Introduction: Neurosarcoidosis is a granulomatous disease affecting 10% of patients with sarcoidosis. In lack of standardized guidelines, various therapeutic strategies exist. Beyond corticosteroids, cyclophosphamide, infliximab, or methotrexate are available options. This study compared the efficacy and safety of these agents as firstline therapy.

Methods: This multicenter, retrospective, study included patients with definite or probable neurosarcoidosis (1999-2022). Primary endpoint was relapse rate at the end of follow-up, after first-line therapy with cyclophosphamide, infliximab or methotrexate.
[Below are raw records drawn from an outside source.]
use tracing::{subscriber::set_global_default, Subscriber};
use tracing_bunyan_formatter::{BunyanFormattingLayer, JsonStorageLayer};
use tracing_log::LogTracer;
use tracing_subscriber::{layer::SubscriberExt, EnvFilter, Registry};

/// Bunyan formatted JSON logs on stdout, filtered by `RUST_LOG` and falling
/// back to `env_filter` when it is not set
pub fn get_subscriber(name: String, env_filter: String) -> impl Subscriber + Send + Sync {
    let env_filter =
        EnvFilter::try_from_default_env().unwrap_or_else(|_| EnvFilter::new(env_filter));
    let formatting_layer = BunyanFormattingLayer::new(name, std::io::stdout);
    Registry::default()
        .with(env_filter)
        .with(JsonStorageLayer)
        .with(formatting_layer)
}

/// Should only be called once
pub fn init_subscriber(subscriber: impl Subscriber + Send + Sync) {
    LogTracer::init().expect("Failed to set logger");
    set_global_default(subscriber).expect("Failed to set subscriber");
}
pub mod usecase;
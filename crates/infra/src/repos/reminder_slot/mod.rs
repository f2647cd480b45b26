mod inmemory;
mod postgres;

use anniv_scheduler_domain::{ReminderDispatch, ReminderSlot, SlotSchedule, ID};
pub use inmemory::InMemoryReminderSlotRepo;
pub use postgres::PostgresReminderSlotRepo;

#[async_trait::async_trait]
pub trait IReminderSlotRepo: Send + Sync {
    async fn insert(&self, slot: &ReminderSlot) -> anyhow::Result<()>;
    async fn save(&self, slot: &ReminderSlot) -> anyhow::Result<()>;
    async fn find(&self, slot_id: &ID) -> anyhow::Result<Option<ReminderSlot>>;
    async fn find_by_rule(&self, rule_id: &ID) -> anyhow::Result<Vec<ReminderSlot>>;
    async fn find_by_rules(&self, rule_ids: &[ID]) -> anyhow::Result<Vec<ReminderSlot>>;
    async fn delete(&self, slot_id: &ID) -> anyhow::Result<Option<ReminderSlot>>;
    async fn find_dispatches(&self, slot_id: &ID) -> anyhow::Result<Vec<ReminderDispatch>>;
    /// Exclusively claims up to `limit` slots of enabled rules that are due at
    /// `now`, earliest first. Slots claimed by another scan that has not
    /// finished yet are skipped without waiting for it.
    async fn claim_due(&self, now: i64, limit: i64) -> anyhow::Result<Box<dyn DueSlotClaim>>;
}

/// A batch of claimed due slots.
///
/// Nothing is visible to others before `commit`. Dropping the claim without
/// committing releases every slot unchanged, so they are due again for the
/// next scan.
#[async_trait::async_trait]
pub trait DueSlotClaim: Send {
    fn slots(&self) -> &[ReminderSlot];

    /// Stores the slot's next schedule together with the record of the
    /// firing that was dispatched for it, if any. A record for an occurrence
    /// the slot already fired for is not stored twice.
    async fn advance(
        &mut self,
        slot_id: &ID,
        schedule: SlotSchedule,
        dispatch: Option<&ReminderDispatch>,
    ) -> anyhow::Result<()>;

    /// Makes every advance of this claim visible and releases the slots
    async fn commit(&mut self) -> anyhow::Result<()>;
}
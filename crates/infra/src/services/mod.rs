mod notifier;

pub use notifier::{INotifier, LogNotifier, ReminderDispatchDTO, WebhookNotifier};
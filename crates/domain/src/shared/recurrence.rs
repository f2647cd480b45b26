use super::labels::{label_of, InvalidCodeError};
use serde::{Deserialize, Serialize};
use std::convert::TryFrom;

/// How an anniversary repeats after its anchor date
#[derive(Debug, Clone, Copy, PartialEq, Eq, Hash, Serialize, Deserialize)]
#[serde(rename_all = "SCREAMING_SNAKE_CASE")]
pub enum RepeatPattern {
    /// A single occurrence on the anchor date
    None,
    Yearly,
    Monthly,
    Weekly,
    Daily,
    /// Every 6 months
    HalfYearly,
    /// Every 3 months
    Quarterly,
}

const REPEAT_PATTERN_LABELS: [(RepeatPattern, &str); 7] = [
    (RepeatPattern::None, "Does not repeat"),
    (RepeatPattern::Yearly, "Every year"),
    (RepeatPattern::Monthly, "Every month"),
    (RepeatPattern::Weekly, "Every week"),
    (RepeatPattern::Daily, "Every day"),
    (RepeatPattern::HalfYearly, "Every half year"),
    (RepeatPattern::Quarterly, "Every three months"),
];

impl RepeatPattern {
    /// Stable storage code
    pub fn code(&self) -> i16 {
        match self {
            Self::None => 0,
            Self::Yearly => 1,
            Self::Monthly => 2,
            Self::Weekly => 3,
            Self::Daily => 4,
            Self::HalfYearly => 5,
            Self::Quarterly => 6,
        }
    }

    pub fn label(&self) -> &'static str {
        label_of(&REPEAT_PATTERN_LABELS, self)
    }

}

impl TryFrom<i16> for RepeatPattern {
    type Error = InvalidCodeError;

    fn try_from(code: i16) -> Result<Self, Self::Error> {
        match code {
            0 => Ok(Self::None),
            1 => Ok(Self::Yearly),
            2 => Ok(Self::Monthly),
            3 => Ok(Self::Weekly),
            4 => Ok(Self::Daily),
            5 => Ok(Self::HalfYearly),
            6 => Ok(Self::Quarterly),
            _ => Err(InvalidCodeError {
                kind: "repeat pattern",
                code,
            }),
        }
    }
}
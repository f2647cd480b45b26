use anniv_scheduler_domain::{Entity, ID};
use std::sync::Mutex;

/// Useful functions for creating inmemory repositories

pub fn insert<T: Clone>(val: &T, collection: &Mutex<Vec<T>>) {
    let mut collection = collection.lock().unwrap();
    collection.push(val.clone());
}

pub fn save<T: Clone + Entity>(val: &T, collection: &Mutex<Vec<T>>) {
    let mut collection = collection.lock().unwrap();
    if let Some(existing) = collection.iter_mut().find(|item| item.id() == val.id()) {
        *existing = val.clone();
    }
}

pub fn find<T: Clone + Entity>(val_id: &ID, collection: &Mutex<Vec<T>>) -> Option<T> {
    let collection = collection.lock().unwrap();
    collection.iter().find(|item| item.id() == val_id).cloned()
}

pub fn find_many<T: Clone + Entity>(val_ids: &[ID], collection: &Mutex<Vec<T>>) -> Vec<T> {
    find_by(collection, |item| val_ids.contains(item.id()))
}

pub fn find_by<T: Clone, F: FnMut(&T) -> bool>(
    collection: &Mutex<Vec<T>>,
    mut compare: F,
) -> Vec<T> {
    let collection = collection.lock().unwrap();
    collection.iter().filter(|item| compare(item)).cloned().collect()
}

pub fn delete<T: Clone + Entity>(val_id: &ID, collection: &Mutex<Vec<T>>) -> Option<T> {
    let mut collection = collection.lock().unwrap();
    let index = collection.iter().position(|item| item.id() == val_id)?;
    Some(collection.remove(index))
}

pub fn delete_by<T, F: Fn(&T) -> bool>(collection: &Mutex<Vec<T>>, compare: F) -> usize {
    let mut collection = collection.lock().unwrap();
    let before = collection.len();
    collection.retain(|item| !compare(item));
    before - collection.len()
}
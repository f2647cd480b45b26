use super::next_schedule;
use crate::shared::usecase::UseCase;
use anniv_scheduler_domain::{
    ReminderChannel, ReminderRuleWithSlots, ReminderSlot, ScheduleError, SlotConfig, ID,
};
use anniv_scheduler_infra::AnnivContext;

/// Changes the channels and/or the slots of a reminder rule.
///
/// Slots whose (offset, time) survive the change are kept as they are,
/// including their schedule. Removed slots are deleted and new ones are
/// scheduled from now.
#[derive(Debug)]
pub struct UpdateReminderRuleUseCase {
    pub rule_id: ID,
    pub channels: Option<Vec<ReminderChannel>>,
    pub slots: Option<Vec<SlotConfig>>,
}

#[derive(Debug, PartialEq)]
pub enum UseCaseError {
    RuleNotFound(ID),
    AnniversaryNotFound(ID),
    InvalidSchedule(ScheduleError),
    StorageError,
}

#[async_trait::async_trait]
impl UseCase for UpdateReminderRuleUseCase {
    type Response = ReminderRuleWithSlots;

    type Errors = UseCaseError;

    async fn execute(&mut self, ctx: &AnnivContext) -> Result<Self::Response, Self::Errors> {
        let mut rule = ctx
            .repos
            .reminder_rules
            .find(&self.rule_id)
            .await
            .map_err(|_| UseCaseError::StorageError)?
            .ok_or_else(|| UseCaseError::RuleNotFound(self.rule_id.clone()))?;
        let now = ctx.sys.get_timestamp_millis();

        if let Some(configs) = &self.slots {
            let anniversary = ctx
                .repos
                .anniversaries
                .find(&rule.anniversary_id)
                .await
                .map_err(|_| UseCaseError::StorageError)?
                .ok_or_else(|| UseCaseError::AnniversaryNotFound(rule.anniversary_id.clone()))?;
            let wanted = SlotConfig::dedup(configs.clone());
            let existing = ctx
                .repos
                .reminder_slots
                .find_by_rule(&rule.id)
                .await
                .map_err(|_| UseCaseError::StorageError)?;

            let added = wanted
                .iter()
                .filter(|config| !existing.iter().any(|slot| slot.config() == **config))
                .map(|config| {
                    next_schedule(ctx, &anniversary, *config, now)
                        .map(|schedule| ReminderSlot::new(rule.id.clone(), *config, schedule))
                })
                .collect::<Result<Vec<_>, _>>()
                .map_err(UseCaseError::InvalidSchedule)?;

            for slot in existing
                .iter()
                .filter(|slot| !wanted.contains(&slot.config()))
            {
                ctx.repos
                    .reminder_slots
                    .delete(&slot.id)
                    .await
                    .map_err(|_| UseCaseError::StorageError)?;
            }
            for slot in &added {
                ctx.repos
                    .reminder_slots
                    .insert(slot)
                    .await
                    .map_err(|_| UseCaseError::StorageError)?;
            }
        }

        if let Some(channels) = &self.channels {
            rule.set_channels(channels.clone());
        }
        rule.updated = now;
        ctx.repos
            .reminder_rules
            .save(&rule)
            .await
            .map_err(|_| UseCaseError::StorageError)?;

        let slots = ctx
            .repos
            .reminder_slots
            .find_by_rule(&rule.id)
            .await
            .map_err(|_| UseCaseError::StorageError)?;

        Ok(ReminderRuleWithSlots { rule, slots })
    }
}
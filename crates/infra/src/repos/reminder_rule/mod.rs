mod inmemory;
mod postgres;

use anniv_scheduler_domain::{ReminderRule, ID};
pub use inmemory::InMemoryReminderRuleRepo;
pub use postgres::PostgresReminderRuleRepo;

#[async_trait::async_trait]
pub trait IReminderRuleRepo: Send + Sync {
    async fn insert(&self, rule: &ReminderRule) -> anyhow::Result<()>;
    async fn save(&self, rule: &ReminderRule) -> anyhow::Result<()>;
    async fn find(&self, rule_id: &ID) -> anyhow::Result<Option<ReminderRule>>;
    async fn find_many(&self, rule_ids: &[ID]) -> anyhow::Result<Vec<ReminderRule>>;
    async fn find_by_anniversary(&self, anniversary_id: &ID) -> anyhow::Result<Vec<ReminderRule>>;
    async fn find_by_anniversary_and_user(
        &self,
        anniversary_id: &ID,
        user_id: &ID,
    ) -> anyhow::Result<Option<ReminderRule>>;
    async fn delete(&self, rule_id: &ID) -> anyhow::Result<Option<ReminderRule>>;
}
Relapse was defined as a≥1-point increase in the Extrapulmonary Organ Severity Tool score following initial improvement.

Results: Fifty-two patients were included: 18 (34.6%) received cyclophosphamide, 10 (19.2%) infliximab and 24 (46.2%) methotrexate. Multivisceral impairment was observed in 63% of patients, and neurological involvement at diagnosis in 67% of patients. Main neurological localizations were the brain (60%), meninges (48%) and cranial nerves (46%). Sixteen patients (30.7%) relapsed: 56% with cyclophosphamide, 6% with infliximab and 38% with methotrexate (p = 0.06). Median relapse-free survival was 48 months in patients treated with cyclophosphamide, and not estimable for infliximab or methotrexate (p = 0.07). Relapse was associated with brain involvement (p = 0.006) and younger age (p = 0.04). At 12 months, response rate was 100% for infliximab-treated patients, 89% for cyclophosphamide and 87% for methotrexate. All treatments demonstrated a corticosteroid-sparing effect, with infliximab achieving the highest proportion of patients (80%) reaching ≤ 5 mg/day at 12 months (p = 0.07). Infections were more frequent with cyclophosphamide (p = 0.01), however two deadly infections occured with methotrexate.

Conclusion: Infliximab and methotrexate appear as effective and safe options for relapse prevention in neurosarcoidosis.